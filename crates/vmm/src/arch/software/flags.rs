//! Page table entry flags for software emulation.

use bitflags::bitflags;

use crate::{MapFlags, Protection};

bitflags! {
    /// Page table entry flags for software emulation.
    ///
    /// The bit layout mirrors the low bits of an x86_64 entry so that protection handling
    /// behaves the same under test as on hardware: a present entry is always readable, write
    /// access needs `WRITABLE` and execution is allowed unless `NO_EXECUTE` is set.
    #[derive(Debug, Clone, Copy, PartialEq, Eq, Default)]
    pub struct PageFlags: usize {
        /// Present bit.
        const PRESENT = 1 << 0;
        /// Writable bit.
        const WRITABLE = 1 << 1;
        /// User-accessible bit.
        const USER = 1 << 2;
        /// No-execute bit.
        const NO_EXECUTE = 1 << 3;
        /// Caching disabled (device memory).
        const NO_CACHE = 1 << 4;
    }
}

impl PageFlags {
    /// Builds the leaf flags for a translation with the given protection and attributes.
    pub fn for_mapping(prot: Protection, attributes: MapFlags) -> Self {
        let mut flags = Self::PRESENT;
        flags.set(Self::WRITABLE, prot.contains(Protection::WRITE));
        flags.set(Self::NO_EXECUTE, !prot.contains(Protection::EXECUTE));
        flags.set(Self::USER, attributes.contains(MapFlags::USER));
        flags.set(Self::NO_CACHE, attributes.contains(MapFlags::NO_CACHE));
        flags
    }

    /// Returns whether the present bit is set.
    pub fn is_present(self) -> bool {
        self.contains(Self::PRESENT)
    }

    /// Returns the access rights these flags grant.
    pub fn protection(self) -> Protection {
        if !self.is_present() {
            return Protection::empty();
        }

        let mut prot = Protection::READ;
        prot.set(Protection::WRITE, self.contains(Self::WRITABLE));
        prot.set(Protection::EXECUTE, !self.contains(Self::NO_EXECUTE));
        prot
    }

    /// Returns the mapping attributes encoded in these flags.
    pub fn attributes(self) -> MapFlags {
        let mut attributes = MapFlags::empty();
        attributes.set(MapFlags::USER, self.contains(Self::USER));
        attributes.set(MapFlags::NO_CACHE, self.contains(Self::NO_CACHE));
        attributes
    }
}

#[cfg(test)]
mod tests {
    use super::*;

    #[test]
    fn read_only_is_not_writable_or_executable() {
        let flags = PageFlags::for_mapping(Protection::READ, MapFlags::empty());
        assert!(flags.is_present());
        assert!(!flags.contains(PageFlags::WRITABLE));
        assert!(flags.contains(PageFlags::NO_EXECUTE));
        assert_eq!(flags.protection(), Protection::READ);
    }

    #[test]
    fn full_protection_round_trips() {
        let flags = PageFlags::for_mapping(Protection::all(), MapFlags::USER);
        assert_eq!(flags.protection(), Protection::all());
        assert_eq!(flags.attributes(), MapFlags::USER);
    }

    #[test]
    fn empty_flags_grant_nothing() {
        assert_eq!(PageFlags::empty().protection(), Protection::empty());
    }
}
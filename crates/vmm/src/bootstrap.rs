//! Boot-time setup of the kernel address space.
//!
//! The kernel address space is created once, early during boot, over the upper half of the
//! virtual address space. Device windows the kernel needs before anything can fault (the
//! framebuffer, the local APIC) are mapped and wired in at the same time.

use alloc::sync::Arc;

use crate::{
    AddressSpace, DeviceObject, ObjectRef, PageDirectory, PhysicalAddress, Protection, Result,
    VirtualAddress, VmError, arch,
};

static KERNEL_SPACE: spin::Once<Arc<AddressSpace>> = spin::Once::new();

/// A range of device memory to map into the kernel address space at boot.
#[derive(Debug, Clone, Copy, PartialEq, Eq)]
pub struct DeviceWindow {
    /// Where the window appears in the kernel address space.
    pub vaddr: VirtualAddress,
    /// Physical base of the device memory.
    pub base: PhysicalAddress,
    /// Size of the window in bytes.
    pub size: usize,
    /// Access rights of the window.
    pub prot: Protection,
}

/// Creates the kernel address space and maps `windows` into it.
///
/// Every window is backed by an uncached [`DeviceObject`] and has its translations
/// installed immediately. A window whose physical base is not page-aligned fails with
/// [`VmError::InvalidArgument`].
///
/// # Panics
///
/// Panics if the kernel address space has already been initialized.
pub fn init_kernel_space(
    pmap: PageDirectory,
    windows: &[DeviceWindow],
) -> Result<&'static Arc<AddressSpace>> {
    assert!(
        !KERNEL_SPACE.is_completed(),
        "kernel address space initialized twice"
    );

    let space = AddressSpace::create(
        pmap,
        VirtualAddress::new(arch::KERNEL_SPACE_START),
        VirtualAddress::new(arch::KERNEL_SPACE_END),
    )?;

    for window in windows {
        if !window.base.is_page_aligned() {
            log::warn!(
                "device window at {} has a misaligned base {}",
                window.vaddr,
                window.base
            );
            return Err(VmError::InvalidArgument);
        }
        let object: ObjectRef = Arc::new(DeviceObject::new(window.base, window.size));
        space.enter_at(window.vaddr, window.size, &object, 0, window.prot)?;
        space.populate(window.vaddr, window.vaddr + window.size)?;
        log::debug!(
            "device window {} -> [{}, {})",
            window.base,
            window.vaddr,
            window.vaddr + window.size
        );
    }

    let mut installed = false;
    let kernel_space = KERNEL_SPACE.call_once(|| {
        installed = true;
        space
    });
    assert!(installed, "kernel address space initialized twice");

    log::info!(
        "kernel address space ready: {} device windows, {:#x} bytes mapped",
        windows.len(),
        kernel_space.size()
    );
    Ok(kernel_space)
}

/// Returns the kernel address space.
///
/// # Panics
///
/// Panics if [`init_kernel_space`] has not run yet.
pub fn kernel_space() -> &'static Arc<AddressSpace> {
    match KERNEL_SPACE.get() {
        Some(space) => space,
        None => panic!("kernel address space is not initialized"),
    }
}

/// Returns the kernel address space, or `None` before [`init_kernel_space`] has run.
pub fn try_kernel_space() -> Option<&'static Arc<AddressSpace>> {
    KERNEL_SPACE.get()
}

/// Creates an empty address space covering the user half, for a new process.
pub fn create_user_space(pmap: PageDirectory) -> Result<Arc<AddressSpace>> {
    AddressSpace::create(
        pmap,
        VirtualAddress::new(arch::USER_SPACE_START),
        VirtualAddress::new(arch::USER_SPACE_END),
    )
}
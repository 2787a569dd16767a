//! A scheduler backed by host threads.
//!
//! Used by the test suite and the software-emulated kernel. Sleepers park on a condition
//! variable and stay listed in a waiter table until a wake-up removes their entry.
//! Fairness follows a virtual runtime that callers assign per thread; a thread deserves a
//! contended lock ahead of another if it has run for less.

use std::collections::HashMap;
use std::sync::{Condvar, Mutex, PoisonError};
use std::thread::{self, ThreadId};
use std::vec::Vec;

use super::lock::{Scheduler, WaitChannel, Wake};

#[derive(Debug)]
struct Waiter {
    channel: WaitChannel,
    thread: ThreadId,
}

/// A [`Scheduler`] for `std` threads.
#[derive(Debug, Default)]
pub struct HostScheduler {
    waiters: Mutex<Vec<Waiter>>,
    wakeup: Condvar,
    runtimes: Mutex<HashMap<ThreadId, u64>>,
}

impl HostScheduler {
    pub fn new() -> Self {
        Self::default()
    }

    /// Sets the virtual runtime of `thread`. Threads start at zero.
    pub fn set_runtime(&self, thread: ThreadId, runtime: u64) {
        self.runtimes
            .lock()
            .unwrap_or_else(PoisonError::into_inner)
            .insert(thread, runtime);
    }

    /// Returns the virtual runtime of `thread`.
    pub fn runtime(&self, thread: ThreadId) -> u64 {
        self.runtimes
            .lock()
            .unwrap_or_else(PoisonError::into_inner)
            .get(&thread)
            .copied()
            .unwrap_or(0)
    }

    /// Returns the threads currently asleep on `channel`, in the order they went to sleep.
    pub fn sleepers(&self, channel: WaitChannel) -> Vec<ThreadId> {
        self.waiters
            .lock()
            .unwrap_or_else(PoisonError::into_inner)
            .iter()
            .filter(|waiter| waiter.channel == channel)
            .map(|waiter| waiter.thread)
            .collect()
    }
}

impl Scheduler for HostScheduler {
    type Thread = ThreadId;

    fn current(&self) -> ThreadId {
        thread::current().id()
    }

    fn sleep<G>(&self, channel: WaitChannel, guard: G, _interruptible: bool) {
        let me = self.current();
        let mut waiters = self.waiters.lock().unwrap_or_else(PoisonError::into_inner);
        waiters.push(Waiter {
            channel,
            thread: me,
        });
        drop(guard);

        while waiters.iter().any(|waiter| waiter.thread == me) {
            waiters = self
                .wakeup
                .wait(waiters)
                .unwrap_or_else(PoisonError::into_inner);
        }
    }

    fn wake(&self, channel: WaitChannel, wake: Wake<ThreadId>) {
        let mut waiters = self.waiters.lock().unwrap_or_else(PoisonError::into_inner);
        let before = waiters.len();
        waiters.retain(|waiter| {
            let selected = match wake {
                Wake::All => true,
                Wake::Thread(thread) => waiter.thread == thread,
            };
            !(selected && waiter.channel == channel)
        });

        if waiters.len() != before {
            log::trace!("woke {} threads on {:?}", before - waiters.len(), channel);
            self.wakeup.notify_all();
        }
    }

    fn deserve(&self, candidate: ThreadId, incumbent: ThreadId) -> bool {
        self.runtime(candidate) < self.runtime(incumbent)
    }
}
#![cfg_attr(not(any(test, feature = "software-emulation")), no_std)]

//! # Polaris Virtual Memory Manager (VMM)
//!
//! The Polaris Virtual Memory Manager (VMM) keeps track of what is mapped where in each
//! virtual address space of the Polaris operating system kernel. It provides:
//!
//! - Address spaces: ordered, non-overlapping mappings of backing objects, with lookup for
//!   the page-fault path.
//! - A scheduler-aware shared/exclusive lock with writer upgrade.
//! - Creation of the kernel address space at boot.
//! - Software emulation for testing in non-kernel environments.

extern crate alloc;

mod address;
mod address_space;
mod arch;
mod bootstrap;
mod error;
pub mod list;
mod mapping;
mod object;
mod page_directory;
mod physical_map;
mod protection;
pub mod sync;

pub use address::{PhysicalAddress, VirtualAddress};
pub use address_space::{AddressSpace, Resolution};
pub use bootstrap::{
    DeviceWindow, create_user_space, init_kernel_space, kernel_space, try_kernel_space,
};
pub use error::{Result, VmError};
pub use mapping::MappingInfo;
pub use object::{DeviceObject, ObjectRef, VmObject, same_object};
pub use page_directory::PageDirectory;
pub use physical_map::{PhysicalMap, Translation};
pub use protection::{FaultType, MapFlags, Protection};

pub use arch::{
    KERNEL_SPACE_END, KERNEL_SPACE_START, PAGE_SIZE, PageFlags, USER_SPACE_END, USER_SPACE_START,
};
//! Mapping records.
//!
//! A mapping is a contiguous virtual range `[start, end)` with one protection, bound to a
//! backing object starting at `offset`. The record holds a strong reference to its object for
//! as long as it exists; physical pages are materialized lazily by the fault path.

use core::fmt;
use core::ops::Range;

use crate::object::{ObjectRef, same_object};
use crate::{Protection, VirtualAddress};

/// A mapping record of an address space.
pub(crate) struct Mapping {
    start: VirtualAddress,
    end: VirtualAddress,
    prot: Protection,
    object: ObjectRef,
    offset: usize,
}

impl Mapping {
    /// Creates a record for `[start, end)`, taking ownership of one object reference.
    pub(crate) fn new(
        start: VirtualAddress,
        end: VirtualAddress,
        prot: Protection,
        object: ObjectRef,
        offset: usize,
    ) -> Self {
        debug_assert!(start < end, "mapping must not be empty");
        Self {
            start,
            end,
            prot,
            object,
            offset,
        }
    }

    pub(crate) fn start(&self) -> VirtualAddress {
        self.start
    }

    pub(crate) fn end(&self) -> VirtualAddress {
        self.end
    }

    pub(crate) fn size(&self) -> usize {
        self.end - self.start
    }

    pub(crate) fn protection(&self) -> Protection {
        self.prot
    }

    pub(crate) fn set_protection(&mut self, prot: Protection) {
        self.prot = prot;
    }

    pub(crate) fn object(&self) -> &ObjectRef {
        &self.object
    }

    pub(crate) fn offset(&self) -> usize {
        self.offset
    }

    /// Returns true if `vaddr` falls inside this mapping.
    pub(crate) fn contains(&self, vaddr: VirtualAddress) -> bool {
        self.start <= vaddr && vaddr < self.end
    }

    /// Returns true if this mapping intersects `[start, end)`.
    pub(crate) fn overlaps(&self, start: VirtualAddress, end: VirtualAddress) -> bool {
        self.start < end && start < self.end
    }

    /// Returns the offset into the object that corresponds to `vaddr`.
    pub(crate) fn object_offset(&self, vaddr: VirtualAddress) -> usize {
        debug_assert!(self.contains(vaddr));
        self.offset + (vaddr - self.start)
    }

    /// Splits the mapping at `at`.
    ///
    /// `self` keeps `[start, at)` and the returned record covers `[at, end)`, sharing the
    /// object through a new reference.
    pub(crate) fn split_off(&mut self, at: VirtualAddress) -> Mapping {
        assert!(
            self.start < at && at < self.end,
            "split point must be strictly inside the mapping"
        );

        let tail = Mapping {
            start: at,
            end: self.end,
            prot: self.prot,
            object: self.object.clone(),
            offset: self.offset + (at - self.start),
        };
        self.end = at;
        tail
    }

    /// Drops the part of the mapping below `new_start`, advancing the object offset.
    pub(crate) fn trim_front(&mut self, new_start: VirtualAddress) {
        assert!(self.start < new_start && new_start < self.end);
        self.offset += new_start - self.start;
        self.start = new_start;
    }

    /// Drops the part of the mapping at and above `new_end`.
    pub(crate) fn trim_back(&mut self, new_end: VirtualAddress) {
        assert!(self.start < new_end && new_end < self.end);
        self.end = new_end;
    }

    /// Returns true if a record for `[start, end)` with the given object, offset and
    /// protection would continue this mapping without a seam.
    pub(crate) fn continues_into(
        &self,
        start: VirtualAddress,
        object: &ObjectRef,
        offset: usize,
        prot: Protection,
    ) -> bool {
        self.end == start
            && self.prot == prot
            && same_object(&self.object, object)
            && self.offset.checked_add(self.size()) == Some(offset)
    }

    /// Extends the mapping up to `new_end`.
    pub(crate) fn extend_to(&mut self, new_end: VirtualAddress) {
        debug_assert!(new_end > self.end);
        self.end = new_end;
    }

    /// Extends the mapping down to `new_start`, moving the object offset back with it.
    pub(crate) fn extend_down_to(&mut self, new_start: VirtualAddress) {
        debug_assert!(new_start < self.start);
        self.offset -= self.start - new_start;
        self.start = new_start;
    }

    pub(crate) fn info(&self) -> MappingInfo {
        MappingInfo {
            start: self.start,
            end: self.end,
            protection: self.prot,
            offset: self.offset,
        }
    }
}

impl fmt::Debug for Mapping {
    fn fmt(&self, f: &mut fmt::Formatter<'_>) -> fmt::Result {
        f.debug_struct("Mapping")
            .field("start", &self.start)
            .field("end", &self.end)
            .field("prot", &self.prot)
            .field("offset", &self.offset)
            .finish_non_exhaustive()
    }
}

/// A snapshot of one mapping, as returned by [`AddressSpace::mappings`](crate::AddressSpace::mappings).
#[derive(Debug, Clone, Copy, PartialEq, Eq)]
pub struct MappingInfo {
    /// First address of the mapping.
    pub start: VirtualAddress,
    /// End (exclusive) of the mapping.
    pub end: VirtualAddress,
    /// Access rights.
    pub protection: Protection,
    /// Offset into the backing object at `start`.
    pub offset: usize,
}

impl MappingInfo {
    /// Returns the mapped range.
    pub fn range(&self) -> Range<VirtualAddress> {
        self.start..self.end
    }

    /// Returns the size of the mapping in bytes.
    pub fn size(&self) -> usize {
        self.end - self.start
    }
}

########

▶ [ACTIVITY]: Word for word, restate the entries from the first line to the line that has "#[derive(Debug, Clone, Copy, PartialEq, Eq, Default)]", both included, and nothing else.

▶ [SOLUTION]:
filename crates/vmm/src/arch/software/flags.rs
//! Page table entry flags for software emulation.

use bitflags::bitflags;

use crate::{MapFlags, Protection};

bitflags! {
    /// Page table entry flags for software emulation.
    ///
    /// The bit layout mirrors the low bits of an x86_64 entry so that protection handling
    /// behaves the same under test as on hardware: a present entry is always readable, write
    /// access needs `WRITABLE` and execution is allowed unless `NO_EXECUTE` is set.
    #[derive(Debug, Clone, Copy, PartialEq, Eq, Default)]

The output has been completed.